В то время как лесные массивы сокращались, заметно было и движение в обратном направлении. Насколько хорошо управлялись леса, зависело от состоятельности и образованности помещиков и в целом отражало уровень хозяйственной культуры российской деревни. Те немногие «просвещенные помещики»[173], которые читали журналы по сельскому хозяйству и лесоводству, также заказывали в Европе самые современные машины и механизмы, выращивали новые сорта зерновых и овощей и обычно хорошо заботились о своих крепостных и о своих лесах. Они нанимали профессиональных лесников для управления лесами, посылали своих крепостных изучать лесное дело в лесные учебные заведения России и даже в германские университеты (такой была карьера Александра Ефимовича Теплоухова, крепостного семьи Строгановых, который позже стал известным лесоводом и автором первого руководства по лесоустройству[174]) или сами изучали лесоводство и затем применяли свои знания на практике. Успех частных начинаний был особенно поразителен в южной степи: помещики при поддержке Общества сельского хозяйства Южной России смогли вырастить леса на песчаной почве в очень неблагоприятных климатических условиях Херсонской и Харьковской губерний. Василий Яковлевич Ломиковский, лесовод и помещик из Полтавской губернии, один из родоначальников степного лесоводства, первым использовал лесные полосы для защиты своих пахотных земель от засухи и песка в степи. Согласно историку российского лесоводства Ивану Мельникову, Николай Васильевич Гоголь во втором томе «Мертвых душ» изобразил Ломиковского в образцовом хозяине Константине Костанжогло[175]. Возможно, лесоводы забили тревогу преждевременно. Почему же частное владение лесами стало предметом такой горячей критики?
Чтобы ответить на этот вопрос, нужно обратиться к более широким спорам об ограничении собственности и власти. Установление принципа абсолютной частной собственности в конце XVIII – начале XIX века породило соблазн использовать риторику собственности для обоснования неограниченной власти землевладельцев над людьми, находившимися под их контролем. Однако эта же логика вела и к противоположному выводу. В ряде проектов и записок о судьбе крепостного права российские юристы и экономисты попытались опровергнуть мнение, что крепостные принадлежали своим господам по праву собственности. Критикуя в 1821 году практику покупки крестьян без земли, яростный защитник частной собственности Н. С. Мордвинов указал на существенную разницу между владением материальными объектами и «правом начальства» над крепостными, которое «имеет свои пределы» и, как он утверждал, должно быть описано как зависимость, а не «собственность»[176]. В этих рассуждениях можно обнаружить определенную схожесть с аргументами в защиту лесов[177]. Конечно, никто не сомневался в том, что помещики «владели» своими лесами, но из‐за особой природы лесов (которые растут медленно и нуждаются в уходе) и их большого значения для национальной идентичности, они, как многие считали, должны рассматриваться отдельно от других предметов движимого и недвижимого имущества.

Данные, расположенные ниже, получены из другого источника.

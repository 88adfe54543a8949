//! Schema versions for persistent node stores
//!
//! A store records the version it was last written with. Opening it walks
//! [`SCHEMA_VERSIONS`] from that version up to [`CURRENT_VERSION`], one step
//! at a time, recording each step as it completes.

use crate::error::{StorageError, StorageResult};

/// One step in the schema history
#[derive(Debug, Clone, Copy, PartialEq, Eq)]
pub struct SchemaVersion {
    pub version: u32,
    pub description: &'static str,
}

/// Every schema version, oldest first, without gaps
pub const SCHEMA_VERSIONS: &[SchemaVersion] = &[SchemaVersion {
    version: 1,
    description: "node records keyed by id, edge snapshot under one key",
}];

/// Version written by this build
pub const CURRENT_VERSION: u32 = 1;

/// Steps needed to bring a store at `current` up to `target`
pub fn pending(current: u32, target: u32) -> StorageResult<&'static [SchemaVersion]> {
    if current > target {
        return Err(StorageError::Migration(format!(
            "store is at schema version {} but this build only knows up to {}",
            current, target
        )));
    }
    if target != 0 && !SCHEMA_VERSIONS.iter().any(|s| s.version == target) {
        return Err(StorageError::Migration(format!("unknown schema version {}", target)));
    }
    let start = SCHEMA_VERSIONS.partition_point(|s| s.version <= current);
    let end = SCHEMA_VERSIONS.partition_point(|s| s.version <= target);
    Ok(&SCHEMA_VERSIONS[start..end])
}

/// Backends that track a schema version
pub trait Migratable {
    /// Recorded version, 0 for a fresh store
    fn get_schema_version(&self) -> StorageResult<u32>;

    fn set_schema_version(&self, version: u32) -> StorageResult<()>;

    /// Apply a single step; the version is recorded afterwards
    fn run_migration(&self, step: &SchemaVersion) -> StorageResult<()>;

    fn migrate_to(&self, target: u32) -> StorageResult<()> {
        let current = self.get_schema_version()?;
        let steps = pending(current, target)?;
        if steps.is_empty() {
            tracing::debug!("Schema already at version {}", current);
            return Ok(());
        }

        for step in steps {
            tracing::info!("Migrating schema to v{}: {}", step.version, step.description);
            self.run_migration(step)?;
            self.set_schema_version(step.version)?;
        }
        Ok(())
    }

    fn migrate_to_latest(&self) -> StorageResult<()> {
        self.migrate_to(CURRENT_VERSION)
    }
}

#[cfg(test)]
mod tests {
    use super::*;
    use std::sync::Mutex;

    struct Versioned {
        version: Mutex<u32>,
        applied: Mutex<Vec<u32>>,
    }

    impl Versioned {
        fn at(version: u32) -> Self {
            Self {
                version: Mutex::new(version),
                applied: Mutex::new(Vec::new()),
            }
        }
    }

    impl Migratable for Versioned {
        fn get_schema_version(&self) -> StorageResult<u32> {
            Ok(*self.version.lock().unwrap())
        }

        fn set_schema_version(&self, version: u32) -> StorageResult<()> {
            *self.version.lock().unwrap() = version;
            Ok(())
        }

        fn run_migration(&self, step: &SchemaVersion) -> StorageResult<()> {
            self.applied.lock().unwrap().push(step.version);
            Ok(())
        }
    }

    #[test]
    fn test_history_ends_at_current() {
        assert_eq!(SCHEMA_VERSIONS.last().unwrap().version, CURRENT_VERSION);
        for (i, step) in SCHEMA_VERSIONS.iter().enumerate() {
            assert_eq!(step.version, i as u32 + 1);
        }
    }

    #[test]
    fn test_migrate_fresh_store() {
        let store = Versioned::at(0);
        store.migrate_to_latest().unwrap();
        store.migrate_to_latest().unwrap();

        assert_eq!(store.get_schema_version().unwrap(), CURRENT_VERSION);
        assert_eq!(*store.applied.lock().unwrap(), vec![1]);
    }

    #[test]
    fn test_newer_store_is_refused() {
        let store = Versioned::at(CURRENT_VERSION + 1);
        assert!(matches!(
            store.migrate_to_latest(),
            Err(StorageError::Migration(_))
        ));
        assert!(store.applied.lock().unwrap().is_empty());
    }

    #[test]
    fn test_unknown_target() {
        assert!(pending(0, CURRENT_VERSION + 5).is_err());
        assert!(pending(CURRENT_VERSION, CURRENT_VERSION).unwrap().is_empty());
    }
}
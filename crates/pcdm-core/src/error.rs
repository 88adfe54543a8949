//! Error types for PCDM Core

use crate::node::{Kind, NodeId};
use thiserror::Error;

/// Result type alias using the service Error
pub type Result<T> = std::result::Result<T, Error>;

/// Result type alias for graph component operations
pub type GraphResult<T> = std::result::Result<T, GraphError>;

/// Invariant violations raised by the membership and relation graphs
///
/// Every variant is a local validation failure. A call that returns one of
/// these has left the graph untouched.
#[derive(Error, Debug, Clone, PartialEq, Eq)]
pub enum GraphError {
    #[error("parent must be a pcdm collection or object: {id} is {kind}")]
    InvalidParentKind { id: NodeId, kind: Kind },

    #[error("child must be a pcdm object or file: {id} is {kind}")]
    InvalidChildKind { id: NodeId, kind: Kind },

    #[error("related object must be a pcdm object: {id} is {kind}")]
    InvalidRelationEndpoint { id: NodeId, kind: Kind },

    #[error("object cannot be related to itself: {0}")]
    SelfRelation(NodeId),

    #[error("membership cycle: {child} is {parent} or one of its ancestors")]
    CycleDetected { parent: NodeId, child: NodeId },

    #[error("edge already exists: {from} -> {to}")]
    DuplicateEdge { from: NodeId, to: NodeId },

    #[error("edge not found: {from} -> {to}")]
    EdgeNotFound { from: NodeId, to: NodeId },

    #[error("{child} is already a member of {parent}")]
    AlreadyContained { parent: NodeId, child: NodeId },

    #[error("position {position} is taken twice under {parent}")]
    DuplicatePosition { parent: NodeId, position: u64 },
}

/// Aggregation service error types
#[derive(Error, Debug)]
pub enum Error {
    #[error("Node not found: {0}")]
    NodeNotFound(NodeId),

    #[error(transparent)]
    Graph(#[from] GraphError),

    #[error("Storage error: {0}")]
    Storage(String),

    #[error("Serialization error: {0}")]
    Serialization(#[from] serde_json::Error),

    #[error("Internal error: {0}")]
    Internal(String),
}

impl Error {
    /// The graph invariant behind this error, if any
    pub fn graph_error(&self) -> Option<&GraphError> {
        match self {
            Self::Graph(e) => Some(e),
            _ => None,
        }
    }
}
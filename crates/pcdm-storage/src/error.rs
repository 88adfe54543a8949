//! Storage error types

use pcdm_core::NodeId;
use thiserror::Error;

/// Result type alias for storage operations
pub type StorageResult<T> = std::result::Result<T, StorageError>;

/// Storage-specific error types
#[derive(Error, Debug)]
pub enum StorageError {
    #[error("Database error: {0}")]
    Database(String),

    #[error("Serialization error: {0}")]
    Serialization(#[from] serde_json::Error),

    #[error("Node not found: {0}")]
    NodeNotFound(NodeId),

    #[error("{} deletion notifier(s) failed for {node}: {}", .errors.len(), join(.errors))]
    Cascade {
        node: NodeId,
        errors: Vec<pcdm_core::Error>,
    },

    #[error("Migration error: {0}")]
    Migration(String),

    #[cfg(feature = "redb")]
    #[error("ReDB error: {0}")]
    Redb(#[from] ::redb::Error),

    #[cfg(feature = "redb")]
    #[error("ReDB database error: {0}")]
    RedbDatabase(#[from] ::redb::DatabaseError),

    #[cfg(feature = "redb")]
    #[error("ReDB table error: {0}")]
    RedbTable(#[from] ::redb::TableError),

    #[cfg(feature = "redb")]
    #[error("ReDB storage error: {0}")]
    RedbStorage(#[from] ::redb::StorageError),

    #[cfg(feature = "redb")]
    #[error("ReDB commit error: {0}")]
    RedbCommit(#[from] ::redb::CommitError),

    #[cfg(feature = "redb")]
    #[error("ReDB transaction error: {0}")]
    RedbTransaction(#[from] ::redb::TransactionError),
}

impl From<StorageError> for pcdm_core::Error {
    fn from(err: StorageError) -> Self {
        match err {
            StorageError::NodeNotFound(id) => pcdm_core::Error::NodeNotFound(id),
            StorageError::Cascade { mut errors, .. } if errors.len() == 1 => errors.remove(0),
            other => pcdm_core::Error::Storage(other.to_string()),
        }
    }
}

fn join(errors: &[pcdm_core::Error]) -> String {
    errors.iter().map(ToString::to_string).collect::<Vec<_>>().join("; ")
}
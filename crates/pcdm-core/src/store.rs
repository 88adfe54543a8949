//! Collaborator interfaces to the persistence layer

use crate::error::Result;
use crate::membership::MembershipEdge;
use crate::node::{Node, NodeId};
use crate::relation::RelationEdge;
use async_trait::async_trait;
use serde::{Deserialize, Serialize};

/// Resolves node ids to node records
///
/// Implemented by the persistence layer. The aggregation core never creates
/// or destroys nodes itself.
#[async_trait]
pub trait NodeStore: Send + Sync {
    /// Fetch a node, failing with `Error::NodeNotFound` if it does not exist
    async fn resolve(&self, id: &NodeId) -> Result<Node>;
}

/// Receives notice that a node was destroyed so edges to it can be dropped
pub trait DeletionNotifier: Send + Sync {
    fn node_destroyed(&self, id: NodeId) -> Result<CascadeReport>;
}

/// Edges removed by a cascade
#[derive(Debug, Clone, PartialEq, Eq, Serialize, Deserialize)]
pub struct CascadeReport {
    pub node: NodeId,
    pub members: Vec<MembershipEdge>,
    pub related: Vec<RelationEdge>,
}

impl CascadeReport {
    pub fn is_empty(&self) -> bool {
        self.members.is_empty() && self.related.is_empty()
    }

    pub fn edge_count(&self) -> usize {
        self.members.len() + self.related.len()
    }
}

В этом смысле критика своевольного отношения к лесам была схожа с критикой крепостничества. Позже освобождение крестьян подняло и вопрос об охране лесов.
Давайте послушаем аргументы за пересмотр права собственности на леса, как они звучали в 1830‐е годы. Во вступительной статье первого номера «Лесного журнала», издававшегося Обществом для поощрения лесного хозяйства с 1833 года[178], граф Александр Григорьевич Кушелев-Безбородко, необычайно богатый аристократ, блестящий государственный деятель и меценат в сфере образования, доказывал, что права собственности помещиков в отношении лесов были по сути своей ограничены. В его описании право собственности на лес зародилось тогда же, когда началось постепенное разрушение человеком природного богатства лесов. Уничтожение лесов вызвало к жизни искусство лесоводства, следовательно, право владеть лесами может быть определено не только через субъект владения (частный владелец или государство), но также в соответствии с происхождением леса: нужно разделить лес, выросший «без всякого труда и попечения», и леса, «восстановленные и вновь разведенные» человеком. Первая категория природных лесов – «общественная собственность, достояние не токмо временных владельцев, но и всего потомства»; тогда как «владельцу может принадлежать право располагать безотчетно лесом им насажденным и возвращенным»[179]. Таким образом, в интерпретации Кушелева-Безбородко общество как законный собственник лесов, «природой возлелеянных и не требовавших трудов человеческих рук в течении многих столетий», было суммой поколений: бренное человеческое существование соответствовало частной собственности, а долговечность общества – общественной. Этот мотив – ответственность перед будущими поколениями как основа для ограничения частной собственности – много раз появлялся в риторике охраны лесов, а позже – археологических и архитектурных памятников.